ST. PAUL, Minn. (AP) — Minnesota voters were choosing successors Monday for two legislators who resigned amid sexual harassment allegations, as Democrats sought to remain in striking distance of taking back the state Senate and add a solidly Republican state House seat to their list of upsets leading up to the midterms.

The rare Monday special elections were triggered by the resignations of GOP Rep. Tony Cornish and Democratic Sen. Dan Schoen late last year after they were accused by several women of sexual harassment. It follows surprise victories in legislative and congressional seats that President Donald Trump soundly won, including recent Democratic victories for Missouri and Wisconsin legislative seats.

Democratic odds were long in the rural southwestern Minnesota House seat, where Trump defeated Hillary Clinton by more than 35 percentage points. Cornish regularly cruised to re-election by even larger margins before resigning halfway through his eighth term. Local GOP chairman Jeremy Munson faces Democratic social worker Melissa Wagner.

Even a shocking upset won’t affect control of the House, where Republicans currently hold a 76-57 majority.

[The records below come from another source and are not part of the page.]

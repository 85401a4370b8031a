use std::io::Cursor;

use anyhow::{anyhow, Result};
use image::{DynamicImage, ImageFormat, Rgb, RgbImage};
use qrcode::{EcLevel, QrCode};

use qrcraft_domain::ports::{ImageExporter, QrEncoder};
use qrcraft_domain::{ErrorCorrectionLevel, ExportFormat, QrBitmap, QrConfig};

/// Encodes with the `qrcode` crate and exports through `image`.
#[derive(Debug, Default, Clone, Copy)]
pub struct QrCodeRenderer;

impl QrCodeRenderer {
    pub fn new() -> Self {
        Self
    }
}

fn ec_level(level: ErrorCorrectionLevel) -> EcLevel {
    match level {
        ErrorCorrectionLevel::L => EcLevel::L,
        ErrorCorrectionLevel::M => EcLevel::M,
        ErrorCorrectionLevel::Q => EcLevel::Q,
        ErrorCorrectionLevel::H => EcLevel::H,
    }
}

impl QrEncoder for QrCodeRenderer {
    fn encode(&self, text: &str, config: &QrConfig) -> Result<QrBitmap> {
        let code = QrCode::with_error_correction_level(text.as_bytes(), ec_level(config.error_correction))
            .map_err(|err| anyhow!("failed to encode QR code: {}", err))?;
        let image: RgbImage = code
            .render::<Rgb<u8>>()
            .dark_color(Rgb(config.foreground.0))
            .light_color(Rgb(config.background.0))
            .quiet_zone(config.include_margin)
            .min_dimensions(config.size_px, config.size_px)
            .build();
        Ok(QrBitmap {
            width: image.width(),
            height: image.height(),
            pixels: image.into_raw(),
        })
    }
}

impl ImageExporter for QrCodeRenderer {
    fn export(&self, bitmap: &QrBitmap, format: ExportFormat) -> Result<Vec<u8>> {
        let buffer = RgbImage::from_raw(bitmap.width, bitmap.height, bitmap.pixels.clone())
            .ok_or_else(|| anyhow!("bitmap dimensions do not match its pixel data"))?;
        let image_format = match format {
            ExportFormat::Png => ImageFormat::Png,
            ExportFormat::Jpeg => ImageFormat::Jpeg,
        };
        let mut out = Cursor::new(Vec::new());
        DynamicImage::ImageRgb8(buffer).write_to(&mut out, image_format)?;
        Ok(out.into_inner())
    }
}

But the stakes on the state level were higher in the race to fill a Senate seat that includes Cottage Grove and other suburbs of St. Paul. A win for Republicans would give them a two-seat margin in the chamber, squashing Democrats’ hope of retaking control later this year.

A Democratic victory would put extra pressure on the lawsuit against GOP Sen. Michelle Fischbach, who ascended to become Democratic Gov. Mark Dayton’s lieutenant governor but is trying to remain in her Senate seat. If she’s forced out, another special election could decide the Senate majority.

Schoen’s departure opened up a swing district — Schoen won the seat by more than 6 percentage points in 2016 while Trump narrowly edged Clinton. Two Republicans hold the district’s House seats.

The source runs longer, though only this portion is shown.